Die Fraktionsvorsitzenden der CDU, Freien Wähler, Grünen, SPD und FDP fordern als Folge in einem am Freitag versendeten Antrag, die weitere Entwicklung – und die Kosten – der Klinikreform zu prüfen. "Eine konstruktiv-kritische Bewertung und Betrachtung der weiteren Entwicklungen schließt eine Nachjustierung nicht aus", ist im Antrag, der unserer Zeitung vorliegt, zu lesen. Allerdings: "Wir stellen die Agenda 2030 nicht in Frage", heißt es aus dem Kreis der Antragssteller gegenüber unserer Zeitung. "Wir bemängeln allerdings, dass die finanziellen Aspekte schlecht kommunziert werden." Der Anlass für den Antrag sei die Unzufriedenheit in der Bevölkerung und innerhalb der Fraktionen, die man zunehmend gespürt habe. "Informationsdefizite dürfen nicht mehr vorkommen." Im Antrag selbst heißt es: "In dieser Situation hilft keine weitere Polarisierung." Ebenso wenig wie die Methode "Augen zu und durch".

Mittlerweile liegen mehrere Gutachten vor:
Die Entscheidung für die Agenda 2030 hatten die Kreisräte 2018 auf Grundlage zweier Gutachten getroffen: Das erste wurde 2017 von der Krankenhausgesellschaft CMK erstellt, ein weiteres ein Jahr später von der Beraterfirma Lohfert und Lohfert. Darin war die Rede von 504 Millionen Euro. Im Juli 2019 wurde dann bekannt, dass das Planungsbüro Teamplan von Kosten in Höhe von 720 Millionen Euro ausgeht. Landrat Scherer schätzte die Kosten kurz darauf nochmals deutlich höher ein.

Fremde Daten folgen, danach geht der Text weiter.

/// URL-safe slug: ASCII letters, digits, `-` and `_`, at least one character.
/// Anything else never reaches the file system.
pub fn is_valid_slug(slug: &str) -> bool {
    !slug.is_empty()
        && slug
            .bytes()
            .all(|b| b.is_ascii_alphanumeric() || b == b'-' || b == b'_')
}

/// Title for a post missing from the catalog: "first-principles" becomes
/// "First Principles"
pub fn derive_title(slug: &str) -> String {
    slug.split(|c| c == '-' || c == '_')
        .filter(|segment| !segment.is_empty())
        .map(capitalize)
        .collect::<Vec<_>>()
        .join(" ")
}

fn capitalize(segment: &str) -> String {
    let mut chars = segment.chars();
    match chars.next() {
        Some(first) => first.to_uppercase().chain(chars).collect(),
        None => String::new(),
    }
}
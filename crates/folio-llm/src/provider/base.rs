use async_trait::async_trait;
use reqwest::{header, Client};
use std::sync::Arc;

use crate::error::{LLMError, Result};
use crate::provider::{LLMProvider, ProviderConfig};
use crate::request::{Completion, CompletionRequest};
use crate::transformer::SchemaTransformer;

/// HTTP plumbing shared by providers; schema work is delegated to the transformer.
///
/// Exactly one attempt per call: no retry middleware, no streaming.
pub struct BaseProvider<T: SchemaTransformer> {
    config: ProviderConfig,
    http_client: Client,
    transformer: Arc<T>,
}

impl<T: SchemaTransformer + 'static> BaseProvider<T> {
    pub fn new(config: ProviderConfig, transformer: T) -> Result<Self> {
        let mut builder = Client::builder();
        if let Some(timeout) = config.timeout {
            builder = builder.timeout(timeout);
        }
        let http_client = builder
            .build()
            .map_err(|e| LLMError::Config(e.to_string()))?;

        Ok(Self {
            config,
            http_client,
            transformer: Arc::new(transformer),
        })
    }

    pub fn provider_id(&self) -> &str {
        self.transformer.provider_id()
    }

    pub fn config(&self) -> &ProviderConfig {
        &self.config
    }

    fn build_headers(&self, credential: &str) -> Result<header::HeaderMap> {
        let mut headers = header::HeaderMap::new();
        headers.insert(
            header::CONTENT_TYPE,
            header::HeaderValue::from_static("application/json"),
        );

        let mut auth = header::HeaderValue::from_str(&format!("Bearer {}", credential))
            .map_err(|_| LLMError::Auth("credential contains invalid header characters".to_string()))?;
        auth.set_sensitive(true);
        headers.insert(header::AUTHORIZATION, auth);

        Ok(headers)
    }

    /// Send one non-streaming request
    pub async fn send_request(
        &self,
        request: CompletionRequest,
        credential: &str,
    ) -> Result<Completion> {
        let body = self.transformer.transform_request(&request)?;
        let headers = self.build_headers(credential)?;

        let url = format!("{}{}", self.config.base_url, self.transformer.endpoint());
        tracing::debug!(
            provider = self.provider_id(),
            model = %request.model,
            messages = request.messages.len(),
            "Sending completion request to {}",
            url
        );

        let response = self
            .http_client
            .post(&url)
            .headers(headers)
            .json(&body)
            .send()
            .await
            .map_err(|e| LLMError::Network(e.to_string()))?;

        let status = response.status();

        if !status.is_success() {
            let error_text = response.text().await.unwrap_or_default();

            return Err(match status.as_u16() {
                401 | 403 => LLMError::Auth(error_text),
                429 => LLMError::RateLimited(error_text),
                _ => LLMError::Api {
                    status: status.as_u16(),
                    message: error_text,
                },
            });
        }

        let response_data: serde_json::Value = response
            .json()
            .await
            .map_err(|e| LLMError::Network(e.to_string()))?;

        Ok(self.transformer.parse_response(&response_data)?)
    }
}

#[async_trait]
impl<T: SchemaTransformer + 'static> LLMProvider for BaseProvider<T> {
    fn provider_id(&self) -> &str {
        self.provider_id()
    }

    async fn complete(&self, request: CompletionRequest, credential: &str) -> Result<Completion> {
        self.send_request(request, credential).await
    }
}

Fakten und Zahlen sollen aufgearbeitet werden:
Um den aktuellen Stand und die zukünftige Entwicklung beurteilen zu können, fordern die Fraktionsvorsitzenden eine vergleichende Aufstellung der drei Gutachten. Zwar stehen die Antragssteller nach außen hin hinter der Agenda, trotzdem fordern sie Klarheit darüber, ob "Neubauten und Sanierung nach wie vor günstiger als die Weiternutzung und Sanierung im Bestand sind", so der Antrag. Die Investitionen für Neubauten, Sanierungen, Betrieb, Nebennutzungen und Infrastruktur sollen einzeln dargestellt werden. "Außerdem wäre ein ›Zeitstrahl‹ notwendig, der einen Ablauf der Agenda nachvollziehbar macht", so der Antrag.

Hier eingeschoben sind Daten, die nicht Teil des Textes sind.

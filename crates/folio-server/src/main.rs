use std::path::PathBuf;

use anyhow::Context;
use clap::Parser;
use folio_config::ConfigManager;
use folio_server::{logging::init_logging, run_server, AppState};

#[derive(Parser, Debug, Clone)]
#[command(name = "folio-server")]
#[command(about = "Folio portfolio server with chat relay")]
#[command(version)]
struct Cli {
    /// Enable debug logging
    #[arg(long, env = "DEBUG", default_value = "false")]
    debug: bool,

    /// Server port (overrides config)
    #[arg(long, env = "PORT")]
    port: Option<u16>,

    /// Bind address (overrides config)
    #[arg(long, env = "HOST")]
    host: Option<String>,

    /// Log filter (overrides config)
    #[arg(long, env = "RUST_LOG")]
    log_level: Option<String>,

    /// Config file path [default: ~/.folio/config.json]
    #[arg(long, env = "FOLIO_CONFIG")]
    config: Option<String>,

    /// Disable hot-reload
    #[arg(long, default_value = "false")]
    no_watch: bool,
}

#[tokio::main]
async fn main() -> anyhow::Result<()> {
    let cli = Cli::parse();

    let config_path = match cli.config.as_deref() {
        Some(path) => folio_config::expand_tilde(path).unwrap_or_else(|| PathBuf::from(path)),
        None => ConfigManager::default_config_path()?,
    };

    #[allow(unused_mut)]
    let mut config_manager = ConfigManager::load(&config_path)
        .await
        .with_context(|| format!("Failed to load config from {:?}", config_path))?;

    let config = config_manager.snapshot().await;

    let log_level = cli.log_level.clone().unwrap_or_else(|| {
        if cli.debug {
            "debug".to_string()
        } else {
            config.logging.level.to_string()
        }
    });
    init_logging(&log_level, config.logging.json);
    tracing::info!("Config loaded from {:?}", config_path);

    #[cfg(feature = "hot-reload")]
    if !cli.no_watch {
        if let Err(e) = config_manager.watch(|| tracing::info!("Config hot-reloaded")) {
            tracing::warn!("Failed to start config watcher: {}", e);
        }
    }

    let host = cli.host.unwrap_or_else(|| config.server.host.clone());
    let port = cli.port.unwrap_or(config.server.port);

    tracing::info!("Starting Folio server on {}:{}", host, port);
    tracing::info!("  Site: {} ({})", config.site.url, config.site.owner);
    tracing::info!("  Model: {}", config.chat.model);
    tracing::info!("  Posts dir: {}", config.content.posts_dir);
    tracing::debug!("  CORS: {}", config.server.cors);

    let state = AppState::from_config(config_manager).await?;
    run_server(state, &host, port, config.server.cors).await
}
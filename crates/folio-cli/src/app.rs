use folio_config::{ConfigResult, Settings, SettingsStore};
use folio_core::{ChatMessage, ChatSession};

use crate::client::RelayClient;

pub const CLIENT_FAILURE_REPLY: &str = "Sorry, I encountered an error. Please try again.";

const CLEARED_GREETING: &str = "Chat history cleared. How can I help you today?";

/// Client-side conversation: the greeting, every turn, and the credential
/// that goes out with each request.
pub struct ChatWidget {
    client: RelayClient,
    store: SettingsStore,
    settings: Settings,
    session: ChatSession,
}

impl ChatWidget {
    /// Open the widget with `settings` already loaded from `store`
    pub fn new(client: RelayClient, store: SettingsStore, settings: Settings, owner: &str) -> Self {
        let mut session = ChatSession::new();
        session.push(ChatMessage::assistant(format!(
            "Hi there! I'm {}'s AI assistant. How can I help you today?",
            owner
        )));

        Self {
            client,
            store,
            settings,
            session,
        }
    }

    /// Load settings from the store, then open
    pub async fn open(client: RelayClient, store: SettingsStore, owner: &str) -> ConfigResult<Self> {
        let settings = store.load().await?;
        Ok(Self::new(client, store, settings, owner))
    }

    pub fn session(&self) -> &ChatSession {
        &self.session
    }

    /// Turns to render; system messages stay hidden
    pub fn visible_messages(&self) -> impl Iterator<Item = &ChatMessage> {
        self.session.visible_messages()
    }

    /// Send one user turn. Blank input is ignored and returns `None`;
    /// otherwise the reply (or the failure notice) is appended and returned.
    pub async fn send(&mut self, content: &str) -> Option<&ChatMessage> {
        let content = content.trim();
        if content.is_empty() {
            return None;
        }

        self.session.push(ChatMessage::user(content));

        let reply = match self
            .client
            .send(self.session.messages(), self.settings.credential())
            .await
        {
            Ok(reply) => reply,
            Err(e) => {
                tracing::warn!("Error sending message: {}", e);
                ChatMessage::assistant(CLIENT_FAILURE_REPLY)
            }
        };

        self.session.push(reply);
        self.session.last()
    }

    /// Drop the conversation and start over with a fresh greeting
    pub fn clear(&mut self) {
        self.session.clear();
        self.session.push(ChatMessage::assistant(CLEARED_GREETING));
    }

    pub fn has_api_key(&self) -> bool {
        self.settings.credential().is_some()
    }

    /// Store a new credential and persist it
    pub async fn save_api_key(&mut self, key: &str) -> ConfigResult<()> {
        self.settings.set_api_key(key.trim());
        self.store.save(&self.settings).await
    }

    pub async fn clear_api_key(&mut self) -> ConfigResult<()> {
        self.settings.clear_api_key();
        self.store.save(&self.settings).await
    }
}
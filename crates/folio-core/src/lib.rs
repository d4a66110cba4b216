pub mod chat;
pub mod clock;
pub mod error;
pub mod types;

pub use types::{
    BlogPost,
    ChatMessage,
    ChatSession,
    MessageId,
    ReadingTime,
    Role,
};

pub use chat::{ErrorBody, RelayRequest, RelayResponse};
pub use error::ValidationError;

#[cfg(test)]
#[path = "lib_tests.rs"]
mod tests;
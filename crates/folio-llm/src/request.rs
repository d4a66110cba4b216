use folio_core::{ChatMessage, Role};
use serde::Serialize;

/// A conversation turn as the completion service sees it: role and text only
#[derive(Debug, Clone, PartialEq, Serialize)]
pub struct PromptMessage {
    pub role: Role,
    pub content: String,
}

impl PromptMessage {
    pub fn new(role: Role, content: impl Into<String>) -> Self {
        Self {
            role,
            content: content.into(),
        }
    }
}

impl From<&ChatMessage> for PromptMessage {
    fn from(msg: &ChatMessage) -> Self {
        Self::new(msg.role(), msg.content())
    }
}

/// Completion request
#[derive(Debug, Clone)]
pub struct CompletionRequest {
    pub model: String,
    pub messages: Vec<PromptMessage>,
    pub max_tokens: Option<u32>,
    pub temperature: Option<f64>,
}

impl CompletionRequest {
    pub fn new(model: impl Into<String>) -> Self {
        Self {
            model: model.into(),
            messages: Vec::new(),
            max_tokens: None,
            temperature: None,
        }
    }

    pub fn with_message(mut self, message: PromptMessage) -> Self {
        self.messages.push(message);
        self
    }

    pub fn with_messages(mut self, messages: impl IntoIterator<Item = PromptMessage>) -> Self {
        self.messages.extend(messages);
        self
    }

    pub fn max_tokens(mut self, max: u32) -> Self {
        self.max_tokens = Some(max);
        self
    }

    pub fn temperature(mut self, temp: f64) -> Self {
        self.temperature = Some(temp);
        self
    }

    pub fn has_system_message(&self) -> bool {
        self.messages.iter().any(|m| m.role == Role::System)
    }
}

/// The reply text from the first choice, already trimmed
#[derive(Debug, Clone, PartialEq)]
pub struct Completion {
    pub id: Option<String>,
    pub model: Option<String>,
    pub content: String,
}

Finanzierung muss geklärt werden:
Die Antragssteller interessieren sich zudem dafür, ob das Ortenau-Klinikum die Mehrkosten selbst stemmen könne oder ob der Kreis seine Beteiligung an der Finanzierung erhöhen müsse. Dabei seien die Kosten anderer Großprojekte des Kreises zu beachten, so zum Beispiel die Sanierung des Landratsamts oder der Kreisschulen.

Nachnutzung von Standorten noch offen:
Die Situation in Oberkirch hat gezeigt: Die Nachnutzung der im Zuge der Agenda zu schließenden Krankenhäuser ist noch nicht geklärt. Unter anderem darüber diskutieren die Experten der kommunalen Gesundheitskonferenz des Ortenaukreises. Zwei Bürgergespräche zur Gesundheitsversorgung im Kreis fanden bereits statt. "Die Verwaltung muss die Ergebnisse der kommunalen Gesundheitskonferenz unmittelbar aufnehmen und Umsetzungsvorschläge unterbreiten", so die Vorsitzenden der Fraktionen. "Außerdem muss rasch geklärt werden, ob der Kreis Träger dieser Einrichtung wird und wie die daraus resultierenden Angebote finanziert werden."

Ausschuss soll Ergebnisse neu beraten:
Sobald alle Fragen beantwortet worden seien, "gehen wir von einer erneuten Beratung im Krankenhausausschuss des Kreistags aus", so der Antrag.

Landratsamt lädt zum Pressegespräch: Als Ergebnis des an die Öffentlichkeit gedrungenen Antrags hat das Landratsamt am Samstag eilends zu einem Pressegespräch am Montagmorgen geladen. Landrat Scherer und Klinikum-Geschäftsführer Christian Keller wollen sich dabei zum Antrag äußern.

Info: Agenda 2030

Bis 2030 sollen die ursprünglich neun Kliniken in der Ortenau in nur noch vier Häusern zusammengefasst werden. Dazu gehören der Neubau in Offenburg sowie die bisherigen Krankenhäuser in Achern, Wolfach und Lahr. Insgesamt 1600 Bettenplätze sollen im Verbund verteilt werden. Für Offenburg bedeute die Zusammenlegung eine Verdoppelung der Bettenzahl auf 850 bis 900.